Following the “unsinkable” Titanic disaster of 1912, thirteen countries including Great Britain and the United States gathered to discuss implementation of life-saving measures at sea, such as radio communications, safety of navigation and ice patrol. Among other measures, the Safety of Life at Sea (SOLAS) treaty signed in January 1914 mandated that sufficient lifeboats be provided for every passenger and crew member on board, and that all on board be instructed on their use.
Anyone who’s been on a cruise vacation, knows what that sounds like.
The SS Eastland was a passenger steamship based in Chicago, used for tours of the inland waterways and Great Lakes areas around the city. Eastland’s design made her top heavy from the beginning, and subject to listing. Embarking passengers would crowd along the rail to wave goodbye, several times having to be herded across the decks to reduce the list. One time, Eastland even began to take on water at the main gangplank.
Special passenger restrictions specifically imposed on Eastland helped the problem until 1914, when the weight of additional lifeboats brought stability problems to a new level. Ironically, the additional weight of those lifeboats almost certainly doomed the steamship and 848 of her passengers and crew, to disaster.
On July 24, 1915, Eastland and two other Great Lakes passenger steamers, the Theodore Roosevelt and Petoskey, were chartered to take Western Electric employees to a picnic in Michigan City, Indiana. Eastland was docked on the south bank of the Chicago River, between Clark and LaSalle, near the current site of the Merchandise Mart. Passengers began boarding around 6:30am. By 7:10 the ship had reached full capacity of 2,572 passengers.
A number of passengers went below decks to get out of the chill, but hundreds stayed out on the upper decks, excited about the day ahead. The port side list away from the dock, set in early in the boarding process, when crew members began to pump water into the starboard ballast tanks, to stabilize the ship. Something interesting must have happened on the river at 7:28, causing a number of passengers to rush to the port side rail.
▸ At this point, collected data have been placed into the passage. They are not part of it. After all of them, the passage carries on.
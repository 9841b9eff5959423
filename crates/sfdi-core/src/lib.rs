//! Spatial frequency domain imaging: optical-property recovery from
//! phase-stepped fringe image sequences.
//!
//! The pipeline runs in stages:
//!
//! 1. [`capture`] — display patterns and pull frames through hardware seams.
//! 2. [`demodulate`] — N-step phase-shifting demodulation into AC/DC maps.
//! 3. [`smooth`] — Gaussian pre-filtering of the reflectance maps.
//! 4. [`forward`] / [`table`] — diffusion-approximation model and its dense
//!    sampling over a (mu_a, mu_sp) grid.
//! 5. [`invert`] — per-pixel scattered-data interpolation back to optical
//!    properties, NaN outside the table's reflectance domain.
//! 6. [`stats`] — NaN-aware aggregation of the recovered maps.
//!
//! [`processor`] assembles the stages behind one configuration struct;
//! [`fringes`] generates the projector patterns; [`interp`] holds the
//! triangulation-based interpolation the inverter runs on.

pub mod capture;
pub mod demodulate;
pub mod forward;
pub mod fringes;
pub mod interp;
pub mod invert;
pub mod processor;
pub mod smooth;
pub mod stats;
pub mod table;

#[cfg(test)]
pub(crate) mod test_utils;

pub use demodulate::{demodulate, Demodulated};
pub use forward::{DiffusionModel, FrequencyPair, ReflectancePair};
pub use interp::InterpMethod;
pub use invert::{Inverter, PropertyMap};
pub use processor::{
    OpticalProperties, ProcessConfig, ProcessError, ProcessOutput, Processor, ResultSummary,
};
pub use smooth::gaussian_smooth;
pub use stats::{summarize, Summary};
pub use table::{GridRange, LookupTable};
Novelist Jack Woodford witnessed what happened next, describing the scene in his autobiography: “And then movement caught my eye. I looked across the river. As I watched in disoriented stupefaction a steamer large as an ocean liner slowly turned over on its side as though it were a whale going to take a nap. I didn’t believe a huge steamer had done this before my eyes, lashed to a dock, in perfectly calm water, in excellent weather, with no explosion, no fire, nothing. I thought I had gone crazy”. Hundreds were trapped below decks, others were crushed under heavy bookcases, pianos and tables.
Another vessel, the Kenosha, pulled alongside almost immediately. Several passengers were able to jump directly onto her decks, others were rescued at the wharf, only 20′ away. Hundreds were beyond saving.
Temporary morgues were set up in area buildings for identifying the dead; including what is now the sound stage for The Oprah Winfrey Show, Harpo Studios, and the location of the Chicago Hard Rock Cafe.

Then-20-year-old George Halas was scheduled to be on the Eastland, but he was late and showed up after the capsize. 844 passengers and four crew members lost their lives in the disaster, but Eastland herself would have a second life. She was raised from the bottom, converted to a gun boat, and stationed at the Great Lakes Naval Reserve, re-christened USS Wilmette.
Wilmette saw no combat service in WWI, though she was given the task of sinking UC-97, a German U-Boat surrendered to the United States following WWI. Wilmette’s guns were manned by Gunner’s Mate J.O. Sabin, who had fired the first American shell in WWI, and Gunner’s Mate A.F. Anderson, the man who fired the first American torpedo of the war.
Wilmette would serve once again as a training ship in WWII, and sold for scrap on Halloween day, 1946.